Data records:
- - - -

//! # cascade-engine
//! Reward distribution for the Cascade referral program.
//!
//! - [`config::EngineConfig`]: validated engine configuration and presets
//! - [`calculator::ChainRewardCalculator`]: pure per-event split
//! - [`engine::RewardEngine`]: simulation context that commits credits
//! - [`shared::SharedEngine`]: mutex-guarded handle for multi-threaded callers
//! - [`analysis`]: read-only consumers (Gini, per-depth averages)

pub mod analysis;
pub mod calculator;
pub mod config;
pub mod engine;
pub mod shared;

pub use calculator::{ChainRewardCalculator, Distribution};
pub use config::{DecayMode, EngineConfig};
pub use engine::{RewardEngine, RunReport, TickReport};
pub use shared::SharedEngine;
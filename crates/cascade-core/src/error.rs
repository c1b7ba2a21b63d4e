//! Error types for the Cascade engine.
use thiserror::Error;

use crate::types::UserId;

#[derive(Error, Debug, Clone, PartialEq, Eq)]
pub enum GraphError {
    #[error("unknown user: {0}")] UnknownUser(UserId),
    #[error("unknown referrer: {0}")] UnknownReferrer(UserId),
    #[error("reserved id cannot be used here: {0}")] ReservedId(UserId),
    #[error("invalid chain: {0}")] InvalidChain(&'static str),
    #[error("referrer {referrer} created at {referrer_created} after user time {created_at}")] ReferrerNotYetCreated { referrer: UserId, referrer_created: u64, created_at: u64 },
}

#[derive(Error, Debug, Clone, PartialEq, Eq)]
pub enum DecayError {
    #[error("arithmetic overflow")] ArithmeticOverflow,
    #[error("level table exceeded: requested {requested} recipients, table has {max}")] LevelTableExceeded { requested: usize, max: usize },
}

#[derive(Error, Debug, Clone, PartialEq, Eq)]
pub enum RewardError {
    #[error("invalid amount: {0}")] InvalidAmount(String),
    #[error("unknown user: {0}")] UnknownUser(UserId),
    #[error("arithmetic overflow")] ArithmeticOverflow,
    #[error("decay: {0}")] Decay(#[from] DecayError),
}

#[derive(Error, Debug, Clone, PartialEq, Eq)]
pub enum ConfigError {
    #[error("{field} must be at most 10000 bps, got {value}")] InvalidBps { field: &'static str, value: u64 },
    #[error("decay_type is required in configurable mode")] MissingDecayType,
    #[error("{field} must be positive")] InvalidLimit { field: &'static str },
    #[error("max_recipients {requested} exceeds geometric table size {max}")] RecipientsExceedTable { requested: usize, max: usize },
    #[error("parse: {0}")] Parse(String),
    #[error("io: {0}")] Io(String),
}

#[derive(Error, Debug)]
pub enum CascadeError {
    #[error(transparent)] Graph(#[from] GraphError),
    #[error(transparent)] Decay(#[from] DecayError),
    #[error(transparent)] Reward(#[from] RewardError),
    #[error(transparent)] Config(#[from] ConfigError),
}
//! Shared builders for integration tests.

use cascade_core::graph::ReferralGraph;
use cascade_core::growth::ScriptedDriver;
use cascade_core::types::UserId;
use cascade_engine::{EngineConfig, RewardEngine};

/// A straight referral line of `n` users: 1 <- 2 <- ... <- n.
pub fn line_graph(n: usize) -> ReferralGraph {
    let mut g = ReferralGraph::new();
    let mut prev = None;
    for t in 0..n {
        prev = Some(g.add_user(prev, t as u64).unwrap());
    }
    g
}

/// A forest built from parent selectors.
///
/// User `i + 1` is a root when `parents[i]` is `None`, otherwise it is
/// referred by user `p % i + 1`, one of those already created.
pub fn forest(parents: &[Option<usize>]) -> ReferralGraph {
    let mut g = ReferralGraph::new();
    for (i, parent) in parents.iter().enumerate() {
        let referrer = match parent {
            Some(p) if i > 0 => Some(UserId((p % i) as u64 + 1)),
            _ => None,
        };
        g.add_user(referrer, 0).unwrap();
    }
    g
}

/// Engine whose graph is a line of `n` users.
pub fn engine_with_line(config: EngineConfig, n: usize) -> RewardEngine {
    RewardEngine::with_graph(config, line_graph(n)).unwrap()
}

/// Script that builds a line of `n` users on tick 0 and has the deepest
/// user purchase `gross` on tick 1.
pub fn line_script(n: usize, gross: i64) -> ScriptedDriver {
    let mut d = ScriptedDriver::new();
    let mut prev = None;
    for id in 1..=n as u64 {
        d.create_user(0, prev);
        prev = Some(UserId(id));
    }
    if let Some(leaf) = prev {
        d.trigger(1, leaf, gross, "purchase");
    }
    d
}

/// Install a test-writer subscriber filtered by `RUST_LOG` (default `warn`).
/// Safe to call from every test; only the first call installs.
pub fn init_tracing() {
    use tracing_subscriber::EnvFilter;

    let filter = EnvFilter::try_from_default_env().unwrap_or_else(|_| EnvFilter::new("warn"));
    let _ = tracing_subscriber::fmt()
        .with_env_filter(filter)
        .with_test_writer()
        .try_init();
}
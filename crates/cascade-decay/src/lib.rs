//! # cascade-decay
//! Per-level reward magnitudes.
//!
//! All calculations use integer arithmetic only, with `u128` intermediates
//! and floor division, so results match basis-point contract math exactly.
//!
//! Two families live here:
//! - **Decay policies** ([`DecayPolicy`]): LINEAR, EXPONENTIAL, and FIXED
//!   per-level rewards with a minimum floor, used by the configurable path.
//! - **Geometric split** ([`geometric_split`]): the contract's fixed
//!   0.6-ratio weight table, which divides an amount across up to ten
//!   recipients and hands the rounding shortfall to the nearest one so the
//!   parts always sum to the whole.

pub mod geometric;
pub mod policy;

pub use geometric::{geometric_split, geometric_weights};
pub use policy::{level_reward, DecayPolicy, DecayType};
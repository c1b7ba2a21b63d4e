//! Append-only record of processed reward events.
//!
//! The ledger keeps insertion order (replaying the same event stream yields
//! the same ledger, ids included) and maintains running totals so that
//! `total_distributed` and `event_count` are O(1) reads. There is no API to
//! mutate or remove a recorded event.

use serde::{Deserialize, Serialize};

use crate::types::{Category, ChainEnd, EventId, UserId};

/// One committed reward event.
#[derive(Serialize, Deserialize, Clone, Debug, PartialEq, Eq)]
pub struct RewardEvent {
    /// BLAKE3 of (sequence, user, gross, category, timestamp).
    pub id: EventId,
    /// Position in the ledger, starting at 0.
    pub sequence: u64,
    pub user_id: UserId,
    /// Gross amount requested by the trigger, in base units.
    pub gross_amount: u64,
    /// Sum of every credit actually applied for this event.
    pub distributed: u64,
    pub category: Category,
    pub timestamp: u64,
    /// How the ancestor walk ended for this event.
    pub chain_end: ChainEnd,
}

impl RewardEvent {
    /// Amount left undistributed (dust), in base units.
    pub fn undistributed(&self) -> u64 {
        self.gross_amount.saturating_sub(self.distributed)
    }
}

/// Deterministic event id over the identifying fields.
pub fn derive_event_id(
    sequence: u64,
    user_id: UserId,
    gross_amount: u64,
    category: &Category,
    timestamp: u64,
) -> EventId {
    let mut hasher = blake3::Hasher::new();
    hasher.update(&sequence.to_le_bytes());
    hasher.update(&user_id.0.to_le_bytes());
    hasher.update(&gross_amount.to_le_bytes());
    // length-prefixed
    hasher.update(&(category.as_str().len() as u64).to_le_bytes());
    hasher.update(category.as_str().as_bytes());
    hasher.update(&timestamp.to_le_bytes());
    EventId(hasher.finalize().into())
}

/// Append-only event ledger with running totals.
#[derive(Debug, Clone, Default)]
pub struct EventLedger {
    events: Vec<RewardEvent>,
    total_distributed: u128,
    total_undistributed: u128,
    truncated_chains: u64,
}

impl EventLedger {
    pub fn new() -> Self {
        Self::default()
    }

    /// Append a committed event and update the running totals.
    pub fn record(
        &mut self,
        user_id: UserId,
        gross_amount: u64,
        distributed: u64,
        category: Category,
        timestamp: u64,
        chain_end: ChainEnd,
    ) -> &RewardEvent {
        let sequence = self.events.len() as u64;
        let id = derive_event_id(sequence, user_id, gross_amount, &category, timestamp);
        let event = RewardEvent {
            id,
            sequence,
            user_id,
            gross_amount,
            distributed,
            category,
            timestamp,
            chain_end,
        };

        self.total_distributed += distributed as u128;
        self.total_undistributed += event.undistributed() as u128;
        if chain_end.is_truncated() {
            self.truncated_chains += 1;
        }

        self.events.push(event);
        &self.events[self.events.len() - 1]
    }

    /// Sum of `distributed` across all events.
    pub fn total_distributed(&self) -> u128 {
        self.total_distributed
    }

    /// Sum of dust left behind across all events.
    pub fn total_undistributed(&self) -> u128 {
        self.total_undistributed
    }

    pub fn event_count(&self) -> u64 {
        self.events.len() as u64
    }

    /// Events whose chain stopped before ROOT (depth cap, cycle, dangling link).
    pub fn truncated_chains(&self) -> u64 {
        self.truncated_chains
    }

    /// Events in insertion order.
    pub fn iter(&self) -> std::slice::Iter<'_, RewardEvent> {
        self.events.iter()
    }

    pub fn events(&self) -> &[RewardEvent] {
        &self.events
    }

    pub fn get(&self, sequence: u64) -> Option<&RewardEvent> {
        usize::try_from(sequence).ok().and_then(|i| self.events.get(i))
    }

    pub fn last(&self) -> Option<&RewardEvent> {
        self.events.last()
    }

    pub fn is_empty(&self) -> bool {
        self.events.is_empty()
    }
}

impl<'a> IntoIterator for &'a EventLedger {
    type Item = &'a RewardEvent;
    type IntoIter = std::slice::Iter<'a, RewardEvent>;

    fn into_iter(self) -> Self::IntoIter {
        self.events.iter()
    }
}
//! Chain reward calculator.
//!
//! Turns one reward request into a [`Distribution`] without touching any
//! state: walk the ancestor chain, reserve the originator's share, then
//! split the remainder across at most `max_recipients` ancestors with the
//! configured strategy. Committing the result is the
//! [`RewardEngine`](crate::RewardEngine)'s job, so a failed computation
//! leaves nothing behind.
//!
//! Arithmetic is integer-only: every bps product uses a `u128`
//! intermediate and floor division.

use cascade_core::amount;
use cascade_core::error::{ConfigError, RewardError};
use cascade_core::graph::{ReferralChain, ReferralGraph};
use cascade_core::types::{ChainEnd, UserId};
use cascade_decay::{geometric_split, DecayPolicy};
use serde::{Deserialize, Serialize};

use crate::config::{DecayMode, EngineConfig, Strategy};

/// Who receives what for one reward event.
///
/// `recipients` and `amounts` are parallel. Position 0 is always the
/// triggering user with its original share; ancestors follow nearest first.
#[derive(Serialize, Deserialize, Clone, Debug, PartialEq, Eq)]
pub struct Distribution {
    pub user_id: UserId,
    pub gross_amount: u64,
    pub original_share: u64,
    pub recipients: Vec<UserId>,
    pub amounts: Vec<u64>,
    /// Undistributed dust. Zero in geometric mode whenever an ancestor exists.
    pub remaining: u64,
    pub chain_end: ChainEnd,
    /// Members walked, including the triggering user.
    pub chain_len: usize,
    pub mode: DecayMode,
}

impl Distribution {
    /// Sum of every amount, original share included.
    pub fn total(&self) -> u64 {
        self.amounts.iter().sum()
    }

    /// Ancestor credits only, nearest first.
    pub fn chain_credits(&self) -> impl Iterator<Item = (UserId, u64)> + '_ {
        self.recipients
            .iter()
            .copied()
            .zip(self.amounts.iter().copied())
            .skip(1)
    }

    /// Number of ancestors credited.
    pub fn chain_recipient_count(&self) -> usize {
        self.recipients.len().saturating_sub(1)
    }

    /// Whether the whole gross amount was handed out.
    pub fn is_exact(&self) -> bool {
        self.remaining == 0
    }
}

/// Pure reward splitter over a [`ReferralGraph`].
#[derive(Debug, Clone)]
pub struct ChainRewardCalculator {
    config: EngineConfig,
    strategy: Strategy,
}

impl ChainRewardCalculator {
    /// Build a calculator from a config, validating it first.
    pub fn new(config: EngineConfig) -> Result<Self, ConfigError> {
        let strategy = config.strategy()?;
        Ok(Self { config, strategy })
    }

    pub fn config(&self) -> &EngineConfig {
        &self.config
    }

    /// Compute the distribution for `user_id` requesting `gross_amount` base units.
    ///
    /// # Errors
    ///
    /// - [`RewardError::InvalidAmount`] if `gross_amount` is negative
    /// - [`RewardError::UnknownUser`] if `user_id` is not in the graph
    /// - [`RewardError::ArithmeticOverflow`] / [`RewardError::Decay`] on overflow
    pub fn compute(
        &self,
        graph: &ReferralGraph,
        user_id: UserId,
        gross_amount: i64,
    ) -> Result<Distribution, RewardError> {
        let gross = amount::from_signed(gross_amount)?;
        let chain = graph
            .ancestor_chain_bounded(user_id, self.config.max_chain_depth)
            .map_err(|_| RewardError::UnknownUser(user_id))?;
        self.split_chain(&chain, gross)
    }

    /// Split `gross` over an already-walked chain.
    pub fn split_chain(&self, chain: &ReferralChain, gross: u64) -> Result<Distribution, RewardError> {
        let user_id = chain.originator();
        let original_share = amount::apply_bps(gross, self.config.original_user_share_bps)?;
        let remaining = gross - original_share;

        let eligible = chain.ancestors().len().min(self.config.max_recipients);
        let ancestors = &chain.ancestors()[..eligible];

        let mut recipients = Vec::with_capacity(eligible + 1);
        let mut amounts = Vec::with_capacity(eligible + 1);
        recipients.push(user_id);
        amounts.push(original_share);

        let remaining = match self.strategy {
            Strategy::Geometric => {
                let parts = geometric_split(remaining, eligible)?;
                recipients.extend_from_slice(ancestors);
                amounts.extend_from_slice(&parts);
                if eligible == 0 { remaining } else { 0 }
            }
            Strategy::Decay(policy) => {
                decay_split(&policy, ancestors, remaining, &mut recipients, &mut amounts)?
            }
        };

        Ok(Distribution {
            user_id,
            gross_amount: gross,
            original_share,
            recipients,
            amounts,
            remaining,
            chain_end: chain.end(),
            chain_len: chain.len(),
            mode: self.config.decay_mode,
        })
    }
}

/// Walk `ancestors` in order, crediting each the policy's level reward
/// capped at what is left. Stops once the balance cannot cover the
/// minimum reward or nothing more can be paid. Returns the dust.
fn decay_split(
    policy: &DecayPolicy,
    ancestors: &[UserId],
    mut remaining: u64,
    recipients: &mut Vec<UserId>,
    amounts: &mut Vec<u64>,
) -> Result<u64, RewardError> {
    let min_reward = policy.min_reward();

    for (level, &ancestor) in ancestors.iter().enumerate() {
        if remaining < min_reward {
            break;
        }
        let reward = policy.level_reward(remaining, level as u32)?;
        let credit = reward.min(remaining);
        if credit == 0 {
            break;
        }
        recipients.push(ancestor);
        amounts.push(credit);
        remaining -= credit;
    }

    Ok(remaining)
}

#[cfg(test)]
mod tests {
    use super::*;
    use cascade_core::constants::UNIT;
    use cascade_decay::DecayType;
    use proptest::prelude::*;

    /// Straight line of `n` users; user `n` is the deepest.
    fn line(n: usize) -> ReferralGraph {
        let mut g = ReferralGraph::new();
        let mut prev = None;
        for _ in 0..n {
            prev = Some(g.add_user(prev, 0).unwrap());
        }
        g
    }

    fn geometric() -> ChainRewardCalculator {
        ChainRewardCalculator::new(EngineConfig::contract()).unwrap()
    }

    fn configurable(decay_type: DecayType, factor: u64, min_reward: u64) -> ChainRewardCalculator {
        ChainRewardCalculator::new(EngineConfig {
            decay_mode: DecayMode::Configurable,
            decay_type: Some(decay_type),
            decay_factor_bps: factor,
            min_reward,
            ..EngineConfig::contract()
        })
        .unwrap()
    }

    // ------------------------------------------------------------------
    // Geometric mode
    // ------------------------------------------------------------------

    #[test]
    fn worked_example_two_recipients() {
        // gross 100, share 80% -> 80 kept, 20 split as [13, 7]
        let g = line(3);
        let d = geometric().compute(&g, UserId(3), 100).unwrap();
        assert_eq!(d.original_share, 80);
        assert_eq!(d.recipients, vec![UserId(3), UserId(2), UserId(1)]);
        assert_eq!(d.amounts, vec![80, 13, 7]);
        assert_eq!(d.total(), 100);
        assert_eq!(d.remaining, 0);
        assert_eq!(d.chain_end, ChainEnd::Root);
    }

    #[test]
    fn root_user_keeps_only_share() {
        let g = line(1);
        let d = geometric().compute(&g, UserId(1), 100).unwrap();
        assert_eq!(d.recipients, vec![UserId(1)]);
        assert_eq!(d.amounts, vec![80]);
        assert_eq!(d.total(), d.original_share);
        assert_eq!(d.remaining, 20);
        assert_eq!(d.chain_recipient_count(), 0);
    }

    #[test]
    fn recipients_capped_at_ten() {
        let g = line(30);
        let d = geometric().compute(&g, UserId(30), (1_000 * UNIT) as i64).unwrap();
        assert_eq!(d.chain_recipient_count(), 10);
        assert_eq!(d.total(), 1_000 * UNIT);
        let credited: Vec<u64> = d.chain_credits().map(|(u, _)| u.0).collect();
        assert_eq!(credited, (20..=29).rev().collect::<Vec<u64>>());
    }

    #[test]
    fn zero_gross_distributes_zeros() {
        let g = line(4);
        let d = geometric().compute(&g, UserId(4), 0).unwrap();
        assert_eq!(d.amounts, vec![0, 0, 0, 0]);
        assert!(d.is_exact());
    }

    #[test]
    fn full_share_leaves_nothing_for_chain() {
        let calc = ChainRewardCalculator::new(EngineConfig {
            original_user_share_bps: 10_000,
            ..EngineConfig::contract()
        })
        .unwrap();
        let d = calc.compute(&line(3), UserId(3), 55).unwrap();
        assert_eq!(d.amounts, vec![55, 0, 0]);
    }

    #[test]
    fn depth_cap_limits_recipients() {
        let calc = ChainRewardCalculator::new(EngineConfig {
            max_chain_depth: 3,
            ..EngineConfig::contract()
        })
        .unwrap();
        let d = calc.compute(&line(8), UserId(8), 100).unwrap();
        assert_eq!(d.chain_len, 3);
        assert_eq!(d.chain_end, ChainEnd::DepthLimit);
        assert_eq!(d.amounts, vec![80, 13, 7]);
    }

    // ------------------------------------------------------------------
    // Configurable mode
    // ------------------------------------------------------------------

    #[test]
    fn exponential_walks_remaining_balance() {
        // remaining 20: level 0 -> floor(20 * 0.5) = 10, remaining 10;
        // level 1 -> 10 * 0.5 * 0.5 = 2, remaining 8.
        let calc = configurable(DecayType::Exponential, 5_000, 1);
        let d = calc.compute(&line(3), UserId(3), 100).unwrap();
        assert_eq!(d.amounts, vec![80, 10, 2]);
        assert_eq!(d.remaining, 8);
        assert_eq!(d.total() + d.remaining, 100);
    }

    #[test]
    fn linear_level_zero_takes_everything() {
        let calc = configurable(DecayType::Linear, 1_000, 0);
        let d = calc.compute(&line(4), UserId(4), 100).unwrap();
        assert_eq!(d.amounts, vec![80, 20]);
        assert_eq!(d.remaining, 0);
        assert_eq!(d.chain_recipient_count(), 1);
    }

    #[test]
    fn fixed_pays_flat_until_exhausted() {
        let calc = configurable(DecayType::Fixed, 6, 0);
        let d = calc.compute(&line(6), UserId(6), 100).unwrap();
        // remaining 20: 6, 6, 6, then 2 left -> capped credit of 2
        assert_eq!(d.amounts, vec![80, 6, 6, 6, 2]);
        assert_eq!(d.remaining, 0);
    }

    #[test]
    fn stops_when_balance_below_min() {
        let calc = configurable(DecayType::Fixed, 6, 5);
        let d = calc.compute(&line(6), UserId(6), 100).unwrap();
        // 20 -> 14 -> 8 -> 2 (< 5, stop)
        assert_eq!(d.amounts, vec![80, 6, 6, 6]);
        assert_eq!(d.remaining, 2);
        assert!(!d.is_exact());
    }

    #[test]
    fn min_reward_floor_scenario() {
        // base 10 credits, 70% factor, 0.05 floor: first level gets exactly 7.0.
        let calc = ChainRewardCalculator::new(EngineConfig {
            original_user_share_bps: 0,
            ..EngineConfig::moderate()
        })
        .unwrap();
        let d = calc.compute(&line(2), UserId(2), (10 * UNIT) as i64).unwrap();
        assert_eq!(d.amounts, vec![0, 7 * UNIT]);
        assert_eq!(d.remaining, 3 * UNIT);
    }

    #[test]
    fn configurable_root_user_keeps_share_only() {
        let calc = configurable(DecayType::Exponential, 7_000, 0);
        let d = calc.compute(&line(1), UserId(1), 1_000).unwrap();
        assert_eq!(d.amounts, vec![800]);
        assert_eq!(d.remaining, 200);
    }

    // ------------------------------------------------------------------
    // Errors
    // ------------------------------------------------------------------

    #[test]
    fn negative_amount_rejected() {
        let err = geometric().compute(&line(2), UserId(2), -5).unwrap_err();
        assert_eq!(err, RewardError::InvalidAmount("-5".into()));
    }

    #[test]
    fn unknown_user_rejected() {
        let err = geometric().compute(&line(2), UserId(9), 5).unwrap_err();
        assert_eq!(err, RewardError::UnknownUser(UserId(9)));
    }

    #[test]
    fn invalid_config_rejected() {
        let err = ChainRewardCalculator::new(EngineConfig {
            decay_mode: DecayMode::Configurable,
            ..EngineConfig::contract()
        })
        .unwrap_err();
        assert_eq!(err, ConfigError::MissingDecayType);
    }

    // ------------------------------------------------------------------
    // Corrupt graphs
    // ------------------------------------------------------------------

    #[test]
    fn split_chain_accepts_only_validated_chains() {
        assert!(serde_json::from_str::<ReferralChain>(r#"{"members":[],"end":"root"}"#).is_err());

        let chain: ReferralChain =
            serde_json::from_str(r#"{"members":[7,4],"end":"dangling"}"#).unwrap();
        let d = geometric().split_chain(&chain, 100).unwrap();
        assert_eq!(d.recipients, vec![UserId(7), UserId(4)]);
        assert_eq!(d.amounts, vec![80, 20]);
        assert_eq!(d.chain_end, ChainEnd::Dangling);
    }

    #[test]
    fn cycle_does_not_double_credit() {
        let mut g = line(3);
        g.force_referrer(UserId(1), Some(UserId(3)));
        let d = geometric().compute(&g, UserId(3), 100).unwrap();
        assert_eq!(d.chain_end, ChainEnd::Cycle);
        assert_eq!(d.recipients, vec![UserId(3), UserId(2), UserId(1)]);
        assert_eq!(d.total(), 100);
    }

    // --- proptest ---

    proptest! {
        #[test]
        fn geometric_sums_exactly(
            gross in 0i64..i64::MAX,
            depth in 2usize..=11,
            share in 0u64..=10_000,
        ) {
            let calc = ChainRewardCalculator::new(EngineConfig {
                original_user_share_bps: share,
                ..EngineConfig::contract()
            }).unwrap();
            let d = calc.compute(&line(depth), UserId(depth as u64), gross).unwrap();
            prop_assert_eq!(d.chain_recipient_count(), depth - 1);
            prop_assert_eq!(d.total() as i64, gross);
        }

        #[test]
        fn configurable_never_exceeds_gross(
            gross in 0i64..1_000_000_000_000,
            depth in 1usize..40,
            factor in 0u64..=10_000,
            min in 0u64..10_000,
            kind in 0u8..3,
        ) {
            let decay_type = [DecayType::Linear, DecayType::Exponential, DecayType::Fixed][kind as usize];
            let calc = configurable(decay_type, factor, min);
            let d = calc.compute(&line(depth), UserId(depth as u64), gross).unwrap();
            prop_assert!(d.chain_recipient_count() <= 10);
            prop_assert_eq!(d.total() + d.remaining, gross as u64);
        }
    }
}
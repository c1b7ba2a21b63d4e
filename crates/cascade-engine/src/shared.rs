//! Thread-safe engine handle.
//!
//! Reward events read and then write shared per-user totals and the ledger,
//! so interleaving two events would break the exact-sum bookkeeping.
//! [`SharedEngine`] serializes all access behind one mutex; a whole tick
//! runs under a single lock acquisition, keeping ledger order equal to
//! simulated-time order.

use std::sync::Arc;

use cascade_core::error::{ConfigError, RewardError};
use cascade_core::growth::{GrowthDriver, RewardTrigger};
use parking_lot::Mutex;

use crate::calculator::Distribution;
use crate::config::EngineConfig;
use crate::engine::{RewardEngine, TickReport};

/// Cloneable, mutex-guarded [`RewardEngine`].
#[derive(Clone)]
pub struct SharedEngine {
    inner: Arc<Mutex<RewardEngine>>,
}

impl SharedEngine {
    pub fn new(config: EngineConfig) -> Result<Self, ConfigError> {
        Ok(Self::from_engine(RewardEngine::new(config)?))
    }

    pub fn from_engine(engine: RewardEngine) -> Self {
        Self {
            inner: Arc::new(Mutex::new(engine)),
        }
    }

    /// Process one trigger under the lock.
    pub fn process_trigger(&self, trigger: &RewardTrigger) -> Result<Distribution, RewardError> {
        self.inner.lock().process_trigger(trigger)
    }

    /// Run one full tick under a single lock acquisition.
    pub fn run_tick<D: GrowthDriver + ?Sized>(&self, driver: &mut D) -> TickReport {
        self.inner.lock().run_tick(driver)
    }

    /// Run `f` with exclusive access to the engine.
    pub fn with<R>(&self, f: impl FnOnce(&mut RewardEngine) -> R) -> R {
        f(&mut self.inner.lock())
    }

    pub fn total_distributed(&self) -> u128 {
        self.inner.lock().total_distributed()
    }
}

- - - -

The answer should be all lines from the entries above that hold the word "ConfigError".

# RESULT OF THIS EXERCISE
pub enum ConfigError {
    #[error(transparent)] Config(#[from] ConfigError),
use cascade_core::error::{ConfigError, RewardError};
    pub fn new(config: EngineConfig) -> Result<Self, ConfigError> {
        assert_eq!(err, ConfigError::MissingDecayType);
use cascade_core::error::{ConfigError, RewardError};
    pub fn new(config: EngineConfig) -> Result<Self, ConfigError> {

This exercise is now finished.